[Saved entries]
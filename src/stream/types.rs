use crate::error::AppError;
use crate::stream::backoff::BackoffPolicy;
use serde::{Deserialize, Serialize};
use std::path::Path;

pub const DEFAULT_WINDOW_CAPACITY: usize = 200;
pub const DEFAULT_BACKOFF_BASE_MS: u64 = 1_000;
pub const DEFAULT_BACKOFF_MAX_MS: u64 = 30_000;
pub const DEFAULT_BACKOFF_MAX_ATTEMPT: u32 = 30;
pub const DEFAULT_MAX_MESSAGE_BYTES: usize = 16 << 20;
pub const DEFAULT_DECODE_FAILURE_POLICY: DecodeFailurePolicy = DecodeFailurePolicy::Drop;
pub const MIN_WINDOW_CAPACITY: usize = 1;
pub const MAX_WINDOW_CAPACITY: usize = 10_000;
pub const MIN_BACKOFF_BASE_MS: u64 = 1;
pub const MAX_BACKOFF_BASE_MS: u64 = 60_000;
pub const MAX_BACKOFF_MAX_MS: u64 = 600_000;
pub const MIN_BACKOFF_MAX_ATTEMPT: u32 = 1;
pub const MAX_BACKOFF_MAX_ATTEMPT: u32 = 62;
pub const MIN_MAX_MESSAGE_BYTES: usize = 1 << 10;
pub const MAX_MAX_MESSAGE_BYTES: usize = 64 << 20;

pub const TELEMETRY_URL_ENV: &str = "PLANT_TELEMETRY_URL";
pub const ALERTS_URL_ENV: &str = "PLANT_ALERTS_URL";
pub const WINDOW_CAPACITY_ENV: &str = "PLANT_WINDOW_CAPACITY";

#[derive(Debug, Clone, Copy, Serialize, Deserialize, PartialEq, Eq)]
#[serde(tag = "state", rename_all = "lowercase")]
pub enum ConnectionState {
    Idle,
    Connecting,
    Open,
    Closed,
    #[serde(rename_all = "camelCase")]
    Reconnecting { attempt: u32, delay_ms: u64 },
}

impl ConnectionState {
    pub fn as_str(self) -> &'static str {
        match self {
            Self::Idle => "idle",
            Self::Connecting => "connecting",
            Self::Open => "open",
            Self::Closed => "closed",
            Self::Reconnecting { .. } => "reconnecting",
        }
    }
}

/// What happens to a frame that does not normalize into a record.
#[derive(Debug, Clone, Copy, Serialize, Deserialize, PartialEq, Eq)]
#[serde(rename_all = "snake_case")]
pub enum DecodeFailurePolicy {
    /// Count and log it.
    Drop,
    /// Count and log it, and keep it as the store's last rejected frame.
    Degraded,
}

#[derive(Debug, Clone, Serialize, Deserialize, PartialEq, Eq)]
#[serde(rename_all = "camelCase")]
pub struct StreamStatusSnapshot {
    pub state: ConnectionState,
    pub endpoint: String,
    pub connect_attempts: u64,
    pub frames_received: u64,
    pub reason: Option<String>,
}

impl StreamStatusSnapshot {
    pub fn idle(endpoint: String) -> Self {
        Self {
            state: ConnectionState::Idle,
            endpoint,
            connect_attempts: 0,
            frames_received: 0,
            reason: Some("stream idle".to_string()),
        }
    }
}

#[derive(Debug, Clone, Serialize, Deserialize, Default, PartialEq, Eq)]
#[serde(rename_all = "camelCase")]
pub struct ClientArgs {
    pub telemetry_url: Option<String>,
    pub alerts_url: Option<String>,
    pub window_capacity: Option<usize>,
    pub backoff_base_ms: Option<u64>,
    pub backoff_max_ms: Option<u64>,
    pub backoff_max_attempt: Option<u32>,
    pub max_message_bytes: Option<usize>,
    pub decode_failure_policy: Option<DecodeFailurePolicy>,
}

#[derive(Debug, Clone, PartialEq)]
pub struct ClientConfig {
    pub telemetry_url: String,
    pub alerts_url: String,
    pub window_capacity: usize,
    pub backoff: BackoffPolicy,
    pub max_message_bytes: usize,
    pub decode_failure_policy: DecodeFailurePolicy,
}

impl ClientArgs {
    pub fn from_env() -> Result<Self, AppError> {
        let window_capacity = match env_value(WINDOW_CAPACITY_ENV) {
            Some(value) => Some(value.parse::<usize>()?),
            None => None,
        };

        Ok(Self {
            telemetry_url: env_value(TELEMETRY_URL_ENV),
            alerts_url: env_value(ALERTS_URL_ENV),
            window_capacity,
            ..Self::default()
        })
    }

    pub fn from_json_file(path: &Path) -> Result<Self, AppError> {
        let contents = std::fs::read_to_string(path)?;
        let args = serde_json::from_str(&contents)?;
        Ok(args)
    }

    /// Fields set on `other` win over fields set on `self`.
    pub fn overlay(self, other: ClientArgs) -> Self {
        Self {
            telemetry_url: other.telemetry_url.or(self.telemetry_url),
            alerts_url: other.alerts_url.or(self.alerts_url),
            window_capacity: other.window_capacity.or(self.window_capacity),
            backoff_base_ms: other.backoff_base_ms.or(self.backoff_base_ms),
            backoff_max_ms: other.backoff_max_ms.or(self.backoff_max_ms),
            backoff_max_attempt: other.backoff_max_attempt.or(self.backoff_max_attempt),
            max_message_bytes: other.max_message_bytes.or(self.max_message_bytes),
            decode_failure_policy: other.decode_failure_policy.or(self.decode_failure_policy),
        }
    }

    pub fn normalize(self) -> Result<ClientConfig, AppError> {
        let telemetry_url = normalize_stream_url("telemetryUrl", self.telemetry_url)?;
        let alerts_url = normalize_stream_url("alertsUrl", self.alerts_url)?;

        let window_capacity = self.window_capacity.unwrap_or(DEFAULT_WINDOW_CAPACITY);
        if !(MIN_WINDOW_CAPACITY..=MAX_WINDOW_CAPACITY).contains(&window_capacity) {
            return Err(AppError::InvalidArgument(format!(
                "windowCapacity must be between {MIN_WINDOW_CAPACITY} and {MAX_WINDOW_CAPACITY}"
            )));
        }

        let base_delay_ms = self.backoff_base_ms.unwrap_or(DEFAULT_BACKOFF_BASE_MS);
        if !(MIN_BACKOFF_BASE_MS..=MAX_BACKOFF_BASE_MS).contains(&base_delay_ms) {
            return Err(AppError::InvalidArgument(format!(
                "backoffBaseMs must be between {MIN_BACKOFF_BASE_MS} and {MAX_BACKOFF_BASE_MS}"
            )));
        }

        let max_delay_ms = self.backoff_max_ms.unwrap_or(DEFAULT_BACKOFF_MAX_MS);
        if !(base_delay_ms..=MAX_BACKOFF_MAX_MS).contains(&max_delay_ms) {
            return Err(AppError::InvalidArgument(format!(
                "backoffMaxMs must be between backoffBaseMs ({base_delay_ms}) and {MAX_BACKOFF_MAX_MS}"
            )));
        }

        let max_attempt = self
            .backoff_max_attempt
            .unwrap_or(DEFAULT_BACKOFF_MAX_ATTEMPT);
        if !(MIN_BACKOFF_MAX_ATTEMPT..=MAX_BACKOFF_MAX_ATTEMPT).contains(&max_attempt) {
            return Err(AppError::InvalidArgument(format!(
                "backoffMaxAttempt must be between {MIN_BACKOFF_MAX_ATTEMPT} and {MAX_BACKOFF_MAX_ATTEMPT}"
            )));
        }

        let max_message_bytes = self.max_message_bytes.unwrap_or(DEFAULT_MAX_MESSAGE_BYTES);
        if !(MIN_MAX_MESSAGE_BYTES..=MAX_MAX_MESSAGE_BYTES).contains(&max_message_bytes) {
            return Err(AppError::InvalidArgument(format!(
                "maxMessageBytes must be between {MIN_MAX_MESSAGE_BYTES} and {MAX_MAX_MESSAGE_BYTES}"
            )));
        }

        Ok(ClientConfig {
            telemetry_url,
            alerts_url,
            window_capacity,
            backoff: BackoffPolicy {
                base_delay_ms,
                max_delay_ms,
                max_attempt,
            },
            max_message_bytes,
            decode_failure_policy: self
                .decode_failure_policy
                .unwrap_or(DEFAULT_DECODE_FAILURE_POLICY),
        })
    }
}

fn env_value(key: &str) -> Option<String> {
    std::env::var(key)
        .ok()
        .map(|value| value.trim().to_string())
        .filter(|value| !value.is_empty())
}

fn normalize_stream_url(field: &str, value: Option<String>) -> Result<String, AppError> {
    let url = value.unwrap_or_default().trim().to_string();
    if url.is_empty() {
        return Err(AppError::InvalidArgument(format!("{field} is required")));
    }

    let lowercase = url.to_ascii_lowercase();
    if !(lowercase.starts_with("ws://") || lowercase.starts_with("wss://")) {
        return Err(AppError::InvalidArgument(format!(
            "{field} must use the ws:// or wss:// scheme"
        )));
    }

    Ok(url)
}
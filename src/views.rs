//! Read-only views derived from a window snapshot: chart series, KPI tiles, anomaly lists.
//!
//! Nothing here touches the store. Callers take a snapshot first and derive from it.

use crate::stream::record::{Metric, TelemetryRecord};
use serde::Serialize;

const PLACEHOLDER: &str = "--";

#[derive(Debug, Clone, Serialize, PartialEq)]
pub struct SeriesPoint {
    pub timestamp: String,
    pub value: Option<f64>,
}

#[derive(Debug, Clone, Serialize, PartialEq, Eq)]
pub struct KpiTile {
    pub label: &'static str,
    pub unit: &'static str,
    pub value: String,
}

pub fn metric_label(metric: Metric) -> &'static str {
    match metric {
        Metric::Temperature => "Temp",
        Metric::Emissions => "Emissions",
        Metric::Power => "Power",
        Metric::Vibration => "Vibration",
        Metric::Pressure => "Pressure",
        Metric::Fineness => "Fineness",
        Metric::Residue => "Residue",
    }
}

/// The last `limit` anomalous records of the window, newest first.
pub fn recent_anomalies(snapshot: &[TelemetryRecord], limit: usize) -> Vec<&TelemetryRecord> {
    snapshot
        .iter()
        .rev()
        .filter(|record| record.anomaly)
        .take(limit)
        .collect()
}

/// Anomalous records among the last `entries` records, oldest first.
pub fn anomalies_in_last(snapshot: &[TelemetryRecord], entries: usize) -> Vec<&TelemetryRecord> {
    let start = snapshot.len().saturating_sub(entries);
    snapshot[start..]
        .iter()
        .filter(|record| record.anomaly)
        .collect()
}

/// One chart point per record; values are rounded to two decimals and gaps stay gaps.
pub fn metric_series(snapshot: &[TelemetryRecord], metric: Metric) -> Vec<SeriesPoint> {
    snapshot
        .iter()
        .map(|record| SeriesPoint {
            timestamp: record.timestamp.clone(),
            value: record.metric(metric).map(round_two_decimals),
        })
        .collect()
}

pub fn kpi_tiles(latest: Option<&TelemetryRecord>) -> Vec<KpiTile> {
    let mut tiles: Vec<KpiTile> = Metric::ALL
        .into_iter()
        .map(|metric| KpiTile {
            label: metric_label(metric),
            unit: metric.unit(),
            value: format_metric(latest.and_then(|record| record.metric(metric)), 2),
        })
        .collect();

    tiles.push(KpiTile {
        label: "Anomaly",
        unit: "",
        value: match latest {
            Some(record) if record.anomaly => "Yes".to_string(),
            Some(_) => "No".to_string(),
            None => PLACEHOLDER.to_string(),
        },
    });
    tiles
}

pub fn format_metric(value: Option<f64>, decimals: usize) -> String {
    match value {
        Some(number) if number.is_finite() => format!("{number:.decimals$}"),
        _ => PLACEHOLDER.to_string(),
    }
}

/// Compact form for tiles: `1.5M`, `12.3k`, `7.25`.
pub fn format_short(value: Option<f64>) -> String {
    let Some(number) = value.filter(|number| number.is_finite()) else {
        return PLACEHOLDER.to_string();
    };

    if number.abs() >= 1e6 {
        format!("{:.1}M", number / 1e6)
    } else if number.abs() >= 1e3 {
        format!("{:.1}k", number / 1e3)
    } else {
        format!("{number:.2}")
    }
}

fn round_two_decimals(value: f64) -> f64 {
    (value * 100.0).round() / 100.0
}

#[cfg(test)]
mod tests {
    use super::*;

    fn record(sequence: usize, anomaly: bool) -> TelemetryRecord {
        TelemetryRecord {
            timestamp: format!("t{sequence}"),
            temperature: Some(1_000.0 + sequence as f64 + 0.456),
            anomaly,
            anomaly_type: anomaly.then(|| "thermal".to_string()),
            ..TelemetryRecord::default()
        }
    }

    #[test]
    fn recent_anomalies_are_newest_first_and_capped() {
        let snapshot: Vec<TelemetryRecord> =
            (0..30).map(|sequence| record(sequence, sequence % 2 == 0)).collect();

        let anomalies = recent_anomalies(&snapshot, 10);
        assert_eq!(anomalies.len(), 10);
        assert_eq!(anomalies[0].timestamp, "t28");
        assert_eq!(anomalies[9].timestamp, "t10");
    }

    #[test]
    fn anomalies_in_last_only_scans_the_tail() {
        let snapshot: Vec<TelemetryRecord> = (0..20)
            .map(|sequence| record(sequence, sequence == 3 || sequence >= 17))
            .collect();

        let anomalies = anomalies_in_last(&snapshot, 10);
        let timestamps: Vec<&str> = anomalies.iter().map(|r| r.timestamp.as_str()).collect();
        assert_eq!(timestamps, vec!["t17", "t18", "t19"]);
        assert_eq!(anomalies_in_last(&snapshot[..2], 10).len(), 0);
    }

    #[test]
    fn series_rounds_values_and_keeps_gaps() {
        let mut snapshot = vec![record(0, false), record(1, false)];
        snapshot[1].temperature = None;

        let series = metric_series(&snapshot, Metric::Temperature);
        assert_eq!(
            series,
            vec![
                SeriesPoint {
                    timestamp: "t0".to_string(),
                    value: Some(1_000.46),
                },
                SeriesPoint {
                    timestamp: "t1".to_string(),
                    value: None,
                },
            ]
        );
    }

    #[test]
    fn kpi_tiles_show_placeholders_without_data() {
        let tiles = kpi_tiles(None);
        assert_eq!(tiles.len(), Metric::ALL.len() + 1);
        assert!(tiles.iter().all(|tile| tile.value == PLACEHOLDER));

        let latest = record(4, true);
        let tiles = kpi_tiles(Some(&latest));
        assert_eq!(tiles[0].label, "Temp");
        assert_eq!(tiles[0].value, "1004.46");
        assert_eq!(tiles[1].value, PLACEHOLDER);
        assert_eq!(tiles.last().map(|tile| tile.value.as_str()), Some("Yes"));
    }

    #[test]
    fn formats_short_numbers() {
        assert_eq!(format_short(Some(1_500_000.0)), "1.5M");
        assert_eq!(format_short(Some(-12_345.0)), "-12.3k");
        assert_eq!(format_short(Some(7.254)), "7.25");
        assert_eq!(format_short(None), "--");
        assert_eq!(format_metric(Some(1.23456), 3), "1.235");
    }
}
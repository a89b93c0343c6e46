use crate::state::{StreamHandle, TelemetryStore};
use crate::stream::backoff::{BackoffPolicy, ConnectionEvent, ConnectionMachine};
use crate::stream::decoder::{
    decode_frame, format_timestamp, is_handshake, normalize, normalize_alert, AlertDecode,
    DecodedFrame,
};
use crate::stream::record::{AlertEvent, RejectedFrame};
use crate::stream::transport::{Connector, Frame, Session};
use crate::stream::types::{ConnectionState, DecodeFailurePolicy, StreamStatusSnapshot};
use crate::stream::{ALERT_STREAM, TELEMETRY_STREAM};
use chrono::{DateTime, Utc};
use parking_lot::RwLock;
use std::collections::HashMap;
use std::sync::Arc;
use std::time::{Duration, Instant};
use tokio::sync::watch;
use tokio_util::sync::CancellationToken;

const WARN_THROTTLE_MS: u64 = 500;

/// Receives every decoded frame of one connection, in arrival order.
pub trait FrameSink: Send + 'static {
    fn on_frame(&mut self, frame: DecodedFrame, received_at: DateTime<Utc>);
}

/// Suppresses a repeated warning with the same key inside the throttle window.
#[derive(Debug, Default)]
struct WarnThrottle {
    last_emit: HashMap<String, Instant>,
}

impl WarnThrottle {
    fn allow(&mut self, key: &str) -> bool {
        let now = Instant::now();
        let window = Duration::from_millis(WARN_THROTTLE_MS);
        if let Some(last) = self.last_emit.get(key) {
            if now.duration_since(*last) < window {
                return false;
            }
        }
        self.last_emit.retain(|_, last| now.duration_since(*last) < window);
        self.last_emit.insert(key.to_string(), now);
        true
    }
}

/// Normalizes telemetry frames into the rolling window.
pub struct TelemetrySink {
    store: Arc<TelemetryStore>,
    policy: DecodeFailurePolicy,
    throttle: WarnThrottle,
}

impl TelemetrySink {
    pub fn new(store: Arc<TelemetryStore>, policy: DecodeFailurePolicy) -> Self {
        Self {
            store,
            policy,
            throttle: WarnThrottle::default(),
        }
    }

    fn reject(&mut self, frame: &DecodedFrame, received_at: DateTime<Utc>) {
        let payload = frame.to_text();
        if self.throttle.allow("rejected") {
            tracing::warn!(stream = TELEMETRY_STREAM, %payload, "frame did not normalize into a record");
        }

        let kept = match self.policy {
            DecodeFailurePolicy::Drop => None,
            DecodeFailurePolicy::Degraded => Some(RejectedFrame {
                received_at: format_timestamp(received_at),
                payload,
            }),
        };
        self.store.record_rejected(kept);
    }
}

impl FrameSink for TelemetrySink {
    fn on_frame(&mut self, frame: DecodedFrame, received_at: DateTime<Utc>) {
        let Some(value) = frame.as_json() else {
            self.reject(&frame, received_at);
            return;
        };

        if is_handshake(value) {
            tracing::debug!(stream = TELEMETRY_STREAM, "handshake frame ignored");
            self.store.record_handshake();
            return;
        }

        match normalize(value, received_at) {
            Some(record) => self.store.append(record),
            None => self.reject(&frame, received_at),
        }
    }
}

/// Publishes each decoded alert into a single-slot channel; a new alert replaces the previous one.
pub struct AlertSink {
    slot: watch::Sender<Option<AlertEvent>>,
    throttle: WarnThrottle,
}

impl AlertSink {
    pub fn new(slot: watch::Sender<Option<AlertEvent>>) -> Self {
        Self {
            slot,
            throttle: WarnThrottle::default(),
        }
    }
}

impl FrameSink for AlertSink {
    fn on_frame(&mut self, frame: DecodedFrame, _received_at: DateTime<Utc>) {
        let decoded = match &frame {
            DecodedFrame::Json(value) => normalize_alert(value),
            DecodedFrame::Raw(text) => AlertDecode::Invalid(format!("malformed alert frame: {text}")),
        };

        match decoded {
            AlertDecode::Alert(alert) => {
                tracing::info!(stream = ALERT_STREAM, equipment = ?alert.equipment, prob = alert.prob, "alert received");
                self.slot.send_replace(Some(alert));
            }
            AlertDecode::Handshake => {
                tracing::debug!(stream = ALERT_STREAM, "handshake frame ignored");
            }
            AlertDecode::Invalid(reason) => {
                if self.throttle.allow("invalid") {
                    tracing::warn!(stream = ALERT_STREAM, %reason, "alert frame dropped");
                }
            }
        }
    }
}

struct StreamRuntimeContext {
    label: &'static str,
    endpoint: String,
    status_store: Arc<RwLock<StreamStatusSnapshot>>,
    cancel_token: CancellationToken,
}

/// One supervised streaming connection.
///
/// The connection task owns the socket. Dropping this value cancels the task; [`dispose`](Self::dispose)
/// additionally waits for the socket to be closed.
pub struct StreamConnection {
    label: &'static str,
    status_store: Arc<RwLock<StreamStatusSnapshot>>,
    handle: Option<StreamHandle>,
}

impl StreamConnection {
    /// Spawns the connection task on the current tokio runtime.
    pub fn spawn<C, S>(
        label: &'static str,
        endpoint: impl Into<String>,
        policy: BackoffPolicy,
        connector: C,
        sink: S,
    ) -> Self
    where
        C: Connector,
        S: FrameSink,
    {
        let endpoint = endpoint.into();
        let status_store = Arc::new(RwLock::new(StreamStatusSnapshot::idle(endpoint.clone())));
        let cancellation_token = CancellationToken::new();

        let context = StreamRuntimeContext {
            label,
            endpoint,
            status_store: Arc::clone(&status_store),
            cancel_token: cancellation_token.clone(),
        };
        let join_handle = tokio::spawn(async move {
            run_stream(context, policy, connector, sink).await;
        });

        Self {
            label,
            status_store,
            handle: Some(StreamHandle {
                cancellation_token,
                join_handle,
            }),
        }
    }

    pub fn label(&self) -> &'static str {
        self.label
    }

    pub fn status(&self) -> StreamStatusSnapshot {
        self.status_store.read().clone()
    }

    pub fn state(&self) -> ConnectionState {
        self.status_store.read().state
    }

    /// Cancels the task without waiting. No connect attempt starts after this returns.
    pub fn cancel(&self) {
        if let Some(handle) = &self.handle {
            handle.cancellation_token.cancel();
        }
    }

    /// Cancels the task and waits until the socket is closed.
    pub async fn dispose(mut self) {
        if let Some(handle) = self.handle.take() {
            handle.cancellation_token.cancel();
            if let Err(error) = handle.join_handle.await {
                tracing::warn!(stream = self.label, %error, "stream task ended abnormally");
            }
        }
    }
}

impl Drop for StreamConnection {
    fn drop(&mut self) {
        self.cancel();
    }
}

async fn run_stream<C, S>(
    context: StreamRuntimeContext,
    policy: BackoffPolicy,
    connector: C,
    mut sink: S,
) where
    C: Connector,
    S: FrameSink,
{
    let mut machine = ConnectionMachine::new(policy);
    let mut throttle = WarnThrottle::default();
    let cancel_token = &context.cancel_token;

    while !cancel_token.is_cancelled() {
        let reason = if machine.attempt() == 0 {
            "opening stream".to_string()
        } else {
            format!("reconnect attempt {}", machine.attempt())
        };
        if !publish_transition(
            &context,
            &mut machine,
            &mut throttle,
            ConnectionEvent::ConnectStarted,
            reason,
        ) {
            break;
        }
        {
            let mut writable = context.status_store.write();
            writable.connect_attempts = writable.connect_attempts.saturating_add(1);
        }

        let connect_result = tokio::select! {
            _ = cancel_token.cancelled() => break,
            result = connector.connect(&context.endpoint) => result,
        };

        let failure_reason = match connect_result {
            Ok(mut session) => {
                publish_transition(
                    &context,
                    &mut machine,
                    &mut throttle,
                    ConnectionEvent::Opened,
                    "stream connected".to_string(),
                );

                let outcome = pump_frames(&context, &mut session, &mut sink).await;
                session.close().await;

                match outcome {
                    Some(reason) => reason,
                    None => break,
                }
            }
            Err(error) => format!("connect error: {error}"),
        };

        if cancel_token.is_cancelled() {
            break;
        }

        publish_transition(
            &context,
            &mut machine,
            &mut throttle,
            ConnectionEvent::Failed,
            failure_reason,
        );
        let ConnectionState::Reconnecting { delay_ms, .. } = machine.state() else {
            break;
        };

        tokio::select! {
            _ = cancel_token.cancelled() => break,
            _ = tokio::time::sleep(Duration::from_millis(delay_ms)) => {}
        }
    }

    if let Some(state) = machine.apply(ConnectionEvent::Disposed) {
        let mut writable = context.status_store.write();
        writable.state = state;
        writable.reason = Some("stream disposed".to_string());
    }
    tracing::debug!(stream = context.label, "stream task stopped");
}

/// Reads frames until the session ends. Returns the failure reason, or `None` when cancelled.
async fn pump_frames<T, S>(
    context: &StreamRuntimeContext,
    session: &mut T,
    sink: &mut S,
) -> Option<String>
where
    T: Session,
    S: FrameSink,
{
    loop {
        let next = tokio::select! {
            _ = context.cancel_token.cancelled() => return None,
            next = session.next_frame() => next,
        };

        let frame = match next {
            None => return Some("connection closed by peer".to_string()),
            Some(Err(error)) => return Some(format!("stream frame error: {error}")),
            Some(Ok(Frame::Close)) => return Some("close frame received".to_string()),
            Some(Ok(frame)) => frame,
        };

        {
            let mut writable = context.status_store.write();
            writable.frames_received = writable.frames_received.saturating_add(1);
        }

        if let Some(decoded) = decode_frame(frame) {
            sink.on_frame(decoded, Utc::now());
        }
    }
}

▶ **Requirement**: What lines above contain "waits"? Copy them out.

▶ **Task answer**:
/// additionally waits for the socket to be closed.
    /// Cancels the task and waits until the socket is closed.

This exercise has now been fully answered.